Touching up a part by changing flange length only requires that the press brake program is modified. The robot will automatically make adjustments to match the press brake.

Only 5 lbs of force is required to activate the sensors. So even if your parts weigh 500 lbs, the back gauge is never overloaded.

The side stop is a sensor that mounts to the die bed. This enables the robot to see the edge of the part and accurately position the part for fitted bends and bend reliefs.

No need to worry if the part slips in the gripper. Robot position changes are done automatically without the need of operator intervention or reprogramming.

When re-setting up a part, the punch and die do not need to be exactly where they were originally. This is because the robot will do the touchup automatically.

For tapered bends, the side stop is a must. Without the side stop, different position along the die bed will create different flange lengths. The side stop will give the repeatability required for accurate tapered bends.

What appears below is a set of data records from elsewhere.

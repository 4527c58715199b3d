//! Recording queue for testing.

use std::sync::{Arc, Mutex};

use async_trait::async_trait;
use serde::de::DeserializeOwned;

use crate::queue::{MessageHandler, Queue, QueueError};

/// Queue that records published messages instead of delivering them.
///
/// Useful for asserting exactly what a component enqueues without running
/// consumer loops.
pub struct RecordingQueue {
    published: Mutex<Vec<(String, Vec<u8>)>>,
}

impl RecordingQueue {
    pub fn new() -> Self {
        Self {
            published: Mutex::new(Vec::new()),
        }
    }

    /// All published `(topic, payload)` pairs, in order.
    pub fn published(&self) -> Vec<(String, Vec<u8>)> {
        self.published.lock().unwrap().clone()
    }

    /// Decoded payloads published on a topic, in order.
    pub fn published_on<T: DeserializeOwned>(&self, topic: &str) -> Vec<T> {
        self.published
            .lock()
            .unwrap()
            .iter()
            .filter(|(t, _)| t == topic)
            .map(|(_, payload)| serde_json::from_slice(payload).expect("Invalid test payload"))
            .collect()
    }

    /// Drop all recorded messages.
    pub fn clear(&self) {
        self.published.lock().unwrap().clear();
    }
}

impl Default for RecordingQueue {
    fn default() -> Self {
        Self::new()
    }
}

#[async_trait]
impl Queue for RecordingQueue {
    async fn publish(&self, topic: &str, payload: &[u8]) -> Result<(), QueueError> {
        self.published
            .lock()
            .unwrap()
            .push((topic.to_string(), payload.to_vec()));
        Ok(())
    }

    fn subscribe(&self, _topic: &str, _handler: Arc<dyn MessageHandler>) {
        // Recording queues never deliver.
    }
}
//! Episode creation pipeline: title derivation, remote job submission and
//! initial poll scheduling.

mod pipeline;
mod title;

pub use pipeline::{CreateError, EpisodeCreator};
pub use title::derive_title;
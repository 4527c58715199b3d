//! RSS 2.0 feed rendering.
//!
//! The feed artifact is rebuilt from scratch on every regeneration; the
//! serde structs below mirror the RSS document shape with iTunes extensions
//! for duration and episode numbering.

use serde::Serialize;

use crate::config::FeedConfig;
use crate::episode::{Episode, Feed};

/// Content type of the rendered artifact.
pub const FEED_CONTENT_TYPE: &str = "application/rss+xml";

const ITUNES_NAMESPACE: &str = "http://www.itunes.com/dtds/podcast-1.0.dtd";

#[derive(Serialize)]
#[serde(rename = "rss")]
struct Rss {
    #[serde(rename = "@version")]
    version: &'static str,
    #[serde(rename = "@xmlns:itunes")]
    xmlns_itunes: &'static str,
    channel: Channel,
}

#[derive(Serialize)]
struct Channel {
    title: String,
    link: String,
    description: String,
    language: String,
    #[serde(rename = "item")]
    items: Vec<Item>,
}

#[derive(Serialize)]
struct Item {
    title: String,
    guid: Guid,
    #[serde(rename = "pubDate")]
    pub_date: String,
    enclosure: Enclosure,
    #[serde(rename = "itunes:episode")]
    episode_number: usize,
    #[serde(rename = "itunes:duration", skip_serializing_if = "Option::is_none")]
    duration: Option<String>,
}

#[derive(Serialize)]
struct Guid {
    #[serde(rename = "@isPermaLink")]
    is_perma_link: &'static str,
    #[serde(rename = "$text")]
    value: String,
}

#[derive(Serialize)]
struct Enclosure {
    #[serde(rename = "@url")]
    url: String,
    #[serde(rename = "@length")]
    length: u64,
    #[serde(rename = "@type")]
    mime_type: String,
}

/// Storage key of a feed's published artifact.
pub fn feed_storage_key(user_id: &str, feed_id: &str) -> String {
    format!("{}/feeds/{}.xml", user_id, feed_id)
}

/// MIME type for an episode's media format.
fn mime_type(media_format: &str) -> &'static str {
    match media_format {
        "m4a" | "mp4" => "audio/mp4",
        "ogg" | "opus" => "audio/ogg",
        // The processing backend produces mp3 unless told otherwise.
        _ => "audio/mpeg",
    }
}

/// `HH:MM:SS` duration tag value.
fn format_duration(total_secs: u32) -> String {
    let hours = total_secs / 3600;
    let minutes = (total_secs % 3600) / 60;
    let seconds = total_secs % 60;
    format!("{:02}:{:02}:{:02}", hours, minutes, seconds)
}

/// Render a feed's RSS document from its metadata and member episodes.
///
/// `episodes` must already be in publication insertion order (oldest
/// first); item numbering follows that order.
pub fn render_feed(
    feed: &Feed,
    episodes: &[Episode],
    config: &FeedConfig,
) -> Result<String, quick_xml::SeError> {
    let items = episodes
        .iter()
        .enumerate()
        .map(|(idx, episode)| Item {
            title: episode.title.clone(),
            guid: Guid {
                is_perma_link: "false",
                value: format!("{}/{}", episode.user_id, episode.id),
            },
            pub_date: episode.created_at.to_rfc2822(),
            enclosure: Enclosure {
                url: episode.artifact_url.clone(),
                length: episode.byte_length.unwrap_or(0),
                mime_type: mime_type(&episode.media_format).to_string(),
            },
            episode_number: idx + 1,
            duration: episode.duration_secs.map(format_duration),
        })
        .collect();

    let document = Rss {
        version: "2.0",
        xmlns_itunes: ITUNES_NAMESPACE,
        channel: Channel {
            title: feed.title.clone(),
            link: feed.artifact_url.clone(),
            description: feed.title.clone(),
            language: config.language.clone(),
            items,
        },
    };

    let body = quick_xml::se::to_string(&document)?;
    Ok(format!("<?xml version=\"1.0\" encoding=\"UTF-8\"?>{}", body))
}
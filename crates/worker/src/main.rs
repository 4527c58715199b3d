use std::path::PathBuf;
use std::sync::Arc;

use anyhow::{Context, Result};
use sha2::{Digest, Sha256};
use tokio::signal;
use tracing::{error, info};
use tracing_subscriber::{layer::SubscriberExt, util::SubscriberInitExt};

use podcastino_core::{
    load_config, metrics::register_metrics, validate_config, ArtifactStore, HttpArtifactStore,
    HttpMediaBackend, MediaBackend, Orchestrator, Queue, Repository, SqliteQueue,
    SqliteRepository,
};

/// Application version
const VERSION: &str = env!("CARGO_PKG_VERSION");

#[tokio::main]
async fn main() {
    if let Err(e) = run().await {
        error!("Fatal error: {}", e);
        std::process::exit(1);
    }
}

async fn run() -> Result<()> {
    // Initialize logging
    tracing_subscriber::registry()
        .with(
            tracing_subscriber::EnvFilter::try_from_default_env()
                .unwrap_or_else(|_| "info".into()),
        )
        .with(tracing_subscriber::fmt::layer())
        .init();

    // Determine config path
    let config_path = std::env::var("PODCASTINO_CONFIG")
        .map(PathBuf::from)
        .unwrap_or_else(|_| PathBuf::from("config.toml"));

    // Load configuration
    info!("Loading configuration from {:?}", config_path);
    let config = load_config(&config_path)
        .with_context(|| format!("Failed to load config from {:?}", config_path))?;

    // Validate configuration
    validate_config(&config).context("Configuration validation failed")?;

    info!("Configuration loaded successfully");
    info!("Database path: {:?}", config.database.path);
    info!("Media backend: {}", config.media_backend.url);

    // Compute config hash for traceability across deployments
    let config_json = serde_json::to_string(&config).unwrap_or_default();
    let config_hash = format!("{:x}", Sha256::digest(config_json.as_bytes()));
    info!(version = VERSION, config_hash = &config_hash[..16], "Worker starting");

    // Register metrics
    let registry = prometheus::Registry::new();
    register_metrics(&registry).context("Failed to register metrics")?;

    // Create SQLite repository
    let repository: Arc<dyn Repository> = Arc::new(
        SqliteRepository::new(&config.database.path).context("Failed to create repository")?,
    );
    info!("Repository initialized");

    // Create SQLite queue (same database file, own tables)
    let queue = SqliteQueue::new(&config.database.path, config.queue.clone())
        .context("Failed to create queue")?;
    info!("Queue initialized");

    // Create external service clients
    let media_backend: Arc<dyn MediaBackend> = Arc::new(
        HttpMediaBackend::new(config.media_backend.clone())
            .context("Failed to create media backend client")?,
    );
    let artifact_store: Arc<dyn ArtifactStore> = Arc::new(
        HttpArtifactStore::new(config.artifact_store.clone())
            .context("Failed to create artifact store client")?,
    );

    // Wire the orchestrator and subscribe queue consumers
    let (orchestrator, mut events_rx) = Orchestrator::new(
        repository,
        media_backend,
        artifact_store,
        Arc::new(queue.clone()) as Arc<dyn Queue>,
        config.polling.clone(),
        config.feed.clone(),
        config.events.clone(),
    );
    orchestrator.start();
    info!("Orchestrator started");

    // Drain the status-change stream into the log. A real UI layer would
    // consume this channel to notify users.
    let events_task = tokio::spawn(async move {
        while let Some(batch) = events_rx.recv().await {
            for change in batch {
                info!(
                    user = %change.episode.user_id,
                    episode = %change.episode.id,
                    from = %change.old_status,
                    to = %change.new_status,
                    "Episode status changed"
                );
            }
        }
    });

    // Wait for shutdown signal
    signal::ctrl_c().await.context("Failed to listen for ctrl-c")?;
    info!("Shutdown signal received");

    // Stop consumers; in-flight messages are released for redelivery.
    queue.stop();
    events_task.abort();

    info!("Worker stopped");
    Ok(())
}
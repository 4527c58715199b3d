//! Queue topics and message payload types.
//!
//! Every payload carries enough state to be replayed: the queue delivers
//! at-least-once and a consumer death mid-processing makes the message
//! re-deliverable, so handlers see duplicates.

use chrono::{DateTime, Utc};
use serde::{Deserialize, Serialize};

use crate::episode::ProcessingMode;

/// Topic for episode creation requests.
pub const TOPIC_CREATE_EPISODES: &str = "episodes.create";

/// Topic for episode status polling.
pub const TOPIC_POLL_STATUS: &str = "episodes.poll-status";

/// Topic for feed artifact regeneration.
pub const TOPIC_REGENERATE_FEEDS: &str = "feeds.regenerate";

/// Request to create episodes from a media source.
///
/// Each variant group becomes one episode; the group's member variants are
/// concatenated (or passed through, for `UploadOriginal`).
#[derive(Debug, Clone, Serialize, Deserialize, PartialEq)]
pub struct CreateEpisodesMessage {
    /// Media source (magnet link or downloadable URL).
    pub url: String,

    /// One inner list of variant file paths per episode to create.
    pub variant_groups: Vec<Vec<String>>,

    /// Owning user.
    pub user_id: String,

    /// How the media backend should process each group.
    pub processing_mode: ProcessingMode,
}

/// Self-requeueing request to poll remote job statuses for a set of episodes.
#[derive(Debug, Clone, Serialize, Deserialize, PartialEq)]
pub struct PollEpisodesStatusMessage {
    /// Episodes to poll.
    pub episode_ids: Vec<String>,

    /// Owning user.
    pub user_id: String,

    /// When polling for this episode set first started.
    #[serde(default, skip_serializing_if = "Option::is_none")]
    pub polling_started_at: Option<DateTime<Utc>>,

    /// Current backoff delay in seconds; grows on every requeue.
    #[serde(default, skip_serializing_if = "Option::is_none")]
    pub delay_secs: Option<f64>,

    /// Do not process before this time.
    #[serde(default, skip_serializing_if = "Option::is_none")]
    pub poll_not_before: Option<DateTime<Utc>>,

    /// How many times episodes with an unresolvable remote status have been
    /// requeued. Bounded by the polling config's requeue cap.
    #[serde(default)]
    pub requeue_count: u32,
}

/// Request to rebuild the artifacts of a set of feeds.
///
/// An empty feed set is legal and regeneration treats it as a no-op.
#[derive(Debug, Clone, Serialize, Deserialize, PartialEq)]
pub struct RegenerateFeedsMessage {
    /// Feeds to rebuild.
    pub feed_ids: Vec<String>,

    /// Owning user.
    pub user_id: String,
}
//! SQLite-backed durable queue implementation.
//!
//! Messages are rows; a claim sets a lock expiry so that a consumer death
//! makes the message re-deliverable after the visibility timeout. While a
//! handler runs, the consumer keeps extending its lock, so long-running
//! handlers (e.g. a scheduled poll sleeping until its not-before time) are
//! not spuriously redelivered.

use std::path::Path;
use std::sync::{Arc, Mutex};
use std::time::Duration;

use async_trait::async_trait;
use chrono::Utc;
use rusqlite::{params, Connection, OptionalExtension};
use tracing::{debug, info, warn};

use super::config::QueueConfig;
use super::{HandlerError, MessageHandler, Queue, QueueError, ShutdownSignal};
use crate::metrics;

fn storage_err(e: impl std::fmt::Display) -> QueueError {
    QueueError::Storage(e.to_string())
}

fn now_ms() -> i64 {
    Utc::now().timestamp_millis()
}

/// A message claimed by a consumer.
struct ClaimedMessage {
    id: String,
    payload: Vec<u8>,
    attempts: u32,
}

/// A dead-lettered message, surfaced for operator inspection.
#[derive(Debug, Clone)]
pub struct DeadMessage {
    pub id: String,
    pub topic: String,
    pub attempts: u32,
    pub payload: Vec<u8>,
}

struct QueueInner {
    conn: Mutex<Connection>,
    config: QueueConfig,
}
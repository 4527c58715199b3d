//! Publication reconciliation integration tests.
//!
//! Runs the orchestrator's publish/unpublish/rename/delete surface with the
//! real queue consumers, asserting membership and the regenerated feed
//! artifacts stay consistent.

use std::sync::Arc;
use std::time::Duration;

use chrono::Utc;

use podcastino_core::{
    testing::{MockArtifactStore, MockMediaBackend},
    Episode, EpisodeStatus, EventsConfig, FeedConfig, Orchestrator, PollingConfig, Queue,
    QueueConfig, Repository, RepositoryOps, SqliteQueue, SqliteRepository, DEFAULT_FEED_ID,
};

struct TestHarness {
    repository: Arc<SqliteRepository>,
    artifact_store: Arc<MockArtifactStore>,
    queue: SqliteQueue,
    orchestrator: Orchestrator,
}

impl TestHarness {
    fn new() -> Self {
        let repository = Arc::new(SqliteRepository::in_memory().expect("repository"));
        let artifact_store = Arc::new(MockArtifactStore::new());
        let queue = SqliteQueue::in_memory(QueueConfig {
            poll_interval_ms: 10,
            visibility_timeout_secs: 5,
            retry_delays_secs: vec![0, 0],
        })
        .expect("queue");

        let (orchestrator, _events_rx) = Orchestrator::new(
            Arc::clone(&repository) as Arc<dyn Repository>,
            Arc::new(MockMediaBackend::new()),
            Arc::clone(&artifact_store) as Arc<dyn podcastino_core::ArtifactStore>,
            Arc::new(queue.clone()) as Arc<dyn Queue>,
            PollingConfig::default(),
            FeedConfig::default(),
            EventsConfig::default(),
        );
        orchestrator.start();

        Self {
            repository,
            artifact_store,
            queue,
            orchestrator,
        }
    }

    /// Seed a completed episode directly in the repository.
    fn seed_episode(&self, id: &str, title: &str) -> String {
        let now = Utc::now();
        self.repository
            .upsert_episode(&Episode {
                id: id.to_string(),
                user_id: "u1".to_string(),
                title: title.to_string(),
                created_at: now,
                source_url: String::new(),
                source_files: vec![],
                remote_job_id: None,
                storage_key: format!("u1/episodes/{}.mp3", id),
                artifact_url: format!("https://store.mock/u1/episodes/{}.mp3", id),
                status: EpisodeStatus::Complete,
                duration_secs: Some(60),
                byte_length: Some(1000),
                media_format: "mp3".to_string(),
                updated_at: now,
            })
            .unwrap();
        id.to_string()
    }

    /// Wait until the feed artifact exists and satisfies a predicate.
    async fn wait_for_artifact(
        &self,
        feed_id: &str,
        mut predicate: impl FnMut(&str) -> bool,
    ) -> bool {
        let key = format!("u1/feeds/{}.xml", feed_id);
        let start = std::time::Instant::now();
        while start.elapsed() < Duration::from_secs(5) {
            if let Some((bytes, _)) = self.artifact_store.object(&key) {
                if predicate(&String::from_utf8(bytes).unwrap()) {
                    return true;
                }
            }
            tokio::time::sleep(Duration::from_millis(10)).await;
        }
        false
    }

    fn feed_episode_ids(&self, feed_id: &str) -> Vec<String> {
        self.orchestrator
            .list_feed_episodes("u1", feed_id)
            .unwrap()
            .into_iter()
            .map(|episode| episode.id)
            .collect()
    }
}

fn ids(values: &[&str]) -> Vec<String> {
    values.iter().map(|v| v.to_string()).collect()
}

#[tokio::test]
async fn test_publish_regenerates_default_feed_artifact() {
    let harness = TestHarness::new();
    harness.seed_episode("1", "Morning news");

    harness
        .orchestrator
        .publish_episodes("u1", &ids(&["1"]), &ids(&[DEFAULT_FEED_ID]))
        .await
        .unwrap();

    assert!(
        harness
            .wait_for_artifact(DEFAULT_FEED_ID, |xml| xml.contains("Morning news"))
            .await,
        "published episode should appear in the regenerated artifact"
    );
    harness.queue.stop();
}

#[tokio::test]
async fn test_membership_follows_desired_set_exactly() {
    let harness = TestHarness::new();
    harness.seed_episode("1", "Ep one");
    let feed_a = harness.orchestrator.create_feed("u1", "A").unwrap();
    let feed_b = harness.orchestrator.create_feed("u1", "B").unwrap();
    let feed_c = harness.orchestrator.create_feed("u1", "C").unwrap();

    harness
        .orchestrator
        .publish_episodes("u1", &ids(&["1"]), &[feed_a.id.clone(), feed_b.id.clone()])
        .await
        .unwrap();
    assert_eq!(harness.feed_episode_ids(&feed_a.id), vec!["1"]);
    assert_eq!(harness.feed_episode_ids(&feed_b.id), vec!["1"]);

    harness
        .orchestrator
        .publish_episodes("u1", &ids(&["1"]), &[feed_b.id.clone(), feed_c.id.clone()])
        .await
        .unwrap();
    assert!(harness.feed_episode_ids(&feed_a.id).is_empty());
    assert_eq!(harness.feed_episode_ids(&feed_b.id), vec!["1"]);
    assert_eq!(harness.feed_episode_ids(&feed_c.id), vec!["1"]);

    harness.queue.stop();
}

#[tokio::test]
async fn test_feed_ordering_is_publication_order() {
    let harness = TestHarness::new();
    // Seeded out of id order; publication order decides.
    harness.seed_episode("5", "First published");
    harness.seed_episode("2", "Second published");

    harness
        .orchestrator
        .publish_episodes("u1", &ids(&["5"]), &ids(&[DEFAULT_FEED_ID]))
        .await
        .unwrap();
    // Later insertion must sort after the earlier one.
    tokio::time::sleep(Duration::from_millis(5)).await;
    harness
        .orchestrator
        .publish_episodes("u1", &ids(&["2"]), &ids(&[DEFAULT_FEED_ID]))
        .await
        .unwrap();

    assert_eq!(harness.feed_episode_ids(DEFAULT_FEED_ID), vec!["5", "2"]);

    assert!(
        harness
            .wait_for_artifact(DEFAULT_FEED_ID, |xml| {
                match (xml.find("First published"), xml.find("Second published")) {
                    (Some(first), Some(second)) => first < second,
                    _ => false,
                }
            })
            .await
    );
    harness.queue.stop();
}

#[tokio::test]
async fn test_rename_episode_updates_artifact() {
    let harness = TestHarness::new();
    harness.seed_episode("1", "Old title");
    harness
        .orchestrator
        .publish_episodes("u1", &ids(&["1"]), &ids(&[DEFAULT_FEED_ID]))
        .await
        .unwrap();
    assert!(
        harness
            .wait_for_artifact(DEFAULT_FEED_ID, |xml| xml.contains("Old title"))
            .await
    );

    harness
        .orchestrator
        .rename_episodes("u1", &[("1".to_string(), "New title".to_string())])
        .await
        .unwrap();

    assert!(
        harness
            .wait_for_artifact(DEFAULT_FEED_ID, |xml| {
                xml.contains("New title") && !xml.contains("Old title")
            })
            .await,
        "rename should propagate to the feed artifact"
    );
    harness.queue.stop();
}

#[tokio::test]
async fn test_delete_episode_cascades_and_empties_feed() {
    let harness = TestHarness::new();
    harness.seed_episode("1", "Doomed");
    harness
        .orchestrator
        .publish_episodes("u1", &ids(&["1"]), &ids(&[DEFAULT_FEED_ID]))
        .await
        .unwrap();
    assert!(
        harness
            .wait_for_artifact(DEFAULT_FEED_ID, |xml| xml.contains("Doomed"))
            .await
    );

    harness
        .orchestrator
        .delete_episodes("u1", &ids(&["1"]))
        .await
        .unwrap();

    // Membership is gone immediately.
    assert!(harness.feed_episode_ids(DEFAULT_FEED_ID).is_empty());
    // The artifact is rebuilt without the episode.
    assert!(
        harness
            .wait_for_artifact(DEFAULT_FEED_ID, |xml| !xml.contains("Doomed"))
            .await
    );
    // The episode artifact was deleted from the store.
    assert!(harness
        .artifact_store
        .deleted_keys()
        .contains(&"u1/episodes/1.mp3".to_string()));

    harness.queue.stop();
}

#[tokio::test]
async fn test_unpublish_keeps_other_feed_memberships() {
    let harness = TestHarness::new();
    harness.seed_episode("1", "Shared");
    let feed = harness.orchestrator.create_feed("u1", "Second").unwrap();

    harness
        .orchestrator
        .publish_episodes(
            "u1",
            &ids(&["1"]),
            &[DEFAULT_FEED_ID.to_string(), feed.id.clone()],
        )
        .await
        .unwrap();

    harness
        .orchestrator
        .unpublish_episodes("u1", &ids(&["1"]), DEFAULT_FEED_ID)
        .await
        .unwrap();

    assert!(harness.feed_episode_ids(DEFAULT_FEED_ID).is_empty());
    assert_eq!(harness.feed_episode_ids(&feed.id), vec!["1"]);
    harness.queue.stop();
}
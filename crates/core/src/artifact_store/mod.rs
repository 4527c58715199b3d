//! Artifact store client for feed and episode byte streams.

mod http;

pub use http::HttpArtifactStore;

use async_trait::async_trait;
use thiserror::Error;

/// Errors returned by the artifact store client.
#[derive(Debug, Error)]
pub enum ArtifactStoreError {
    /// Request timed out.
    #[error("Artifact store request timed out")]
    Timeout,

    /// Could not connect to the store.
    #[error("Failed to connect to artifact store: {0}")]
    ConnectionFailed(String),

    /// Store returned an error response.
    #[error("Artifact store API error: {0}")]
    ApiError(String),
}

/// Blob storage for generated feed and episode artifacts.
#[async_trait]
pub trait ArtifactStore: Send + Sync {
    /// Issue a presigned upload URL for a key. The media backend writes
    /// processed episodes directly to this URL.
    async fn presigned_url(&self, key: &str) -> Result<String, ArtifactStoreError>;

    /// Public URL a stored object is served from.
    fn url(&self, key: &str) -> String;

    /// Store bytes at a key with a content type.
    async fn put(
        &self,
        key: &str,
        bytes: Vec<u8>,
        content_type: &str,
    ) -> Result<(), ArtifactStoreError>;

    /// Delete the object at a key. Deleting a missing object is not an
    /// error.
    async fn delete(&self, key: &str) -> Result<(), ArtifactStoreError>;
}
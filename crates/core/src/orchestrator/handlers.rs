//! Queue message handlers.
//!
//! Thin adapters between raw queue payloads and the typed components.
//! Decode failures are surfaced as handler errors so the queue's retry
//! schedule eventually dead-letters malformed messages instead of dropping
//! them silently.

use std::sync::Arc;

use async_trait::async_trait;
use tracing::debug;

use crate::creation::EpisodeCreator;
use crate::feed::FeedRegenerator;
use crate::polling::{PollError, StatusPoller};
use crate::queue::{
    CreateEpisodesMessage, HandlerError, MessageHandler, PollEpisodesStatusMessage,
    RegenerateFeedsMessage, ShutdownSignal,
};

fn decode<T: serde::de::DeserializeOwned>(payload: &[u8]) -> Result<T, HandlerError> {
    serde_json::from_slice(payload).map_err(|e| HandlerError::Decode(e.to_string()))
}

/// Consumes `CreateEpisodes` messages.
pub(crate) struct CreateEpisodesHandler {
    pub creator: Arc<EpisodeCreator>,
}

#[async_trait]
impl MessageHandler for CreateEpisodesHandler {
    async fn handle(&self, payload: &[u8], _shutdown: &ShutdownSignal) -> Result<(), HandlerError> {
        let message: CreateEpisodesMessage = decode(payload)?;
        debug!(
            "Handling creation request for user {} ({} group(s))",
            message.user_id,
            message.variant_groups.len()
        );
        self.creator
            .create_episodes(&message)
            .await
            .map(|_| ())
            .map_err(HandlerError::failed)
    }
}

/// Consumes `PollEpisodesStatus` messages.
pub(crate) struct PollStatusHandler {
    pub poller: Arc<StatusPoller>,
}

#[async_trait]
impl MessageHandler for PollStatusHandler {
    async fn handle(&self, payload: &[u8], shutdown: &ShutdownSignal) -> Result<(), HandlerError> {
        let message: PollEpisodesStatusMessage = decode(payload)?;
        match self.poller.poll(&message, shutdown).await {
            Ok(_) => Ok(()),
            Err(PollError::Cancelled) => Err(HandlerError::Cancelled),
            Err(e) => Err(HandlerError::failed(e)),
        }
    }
}

/// Consumes `RegenerateFeeds` messages.
pub(crate) struct RegenerateFeedsHandler {
    pub regenerator: Arc<FeedRegenerator>,
}

#[async_trait]
impl MessageHandler for RegenerateFeedsHandler {
    async fn handle(&self, payload: &[u8], _shutdown: &ShutdownSignal) -> Result<(), HandlerError> {
        let message: RegenerateFeedsMessage = decode(payload)?;
        self.regenerator
            .regenerate(&message)
            .await
            .map(|_| ())
            .map_err(HandlerError::failed)
    }
}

The side stop also allows the robot to learn where the part is on the gripper, compensating for inconsistencies in the part stack.


Traditional Method:
One way is to push the part against the back gauge until is slips in the gripper. This is OK with small parts and grippers. The problem is more apparent with large parts and grippers. If your robot is capable of 365 pounds force (MW120), then it will be pushing against the back gauge with that force every bend. Over time the back gauge will wear and your parts will not be accurate.

Another method is to put a switch in the pack gauge. A switch does not know how hard it is being pressed, all it knows if off and on. The wear will be less on the back gauge but it will happen.

Since there is no, or little feed back to the robot, the program is static. With a static program errors can be accumulative so the more bends you have, the harder it will be to make good parts.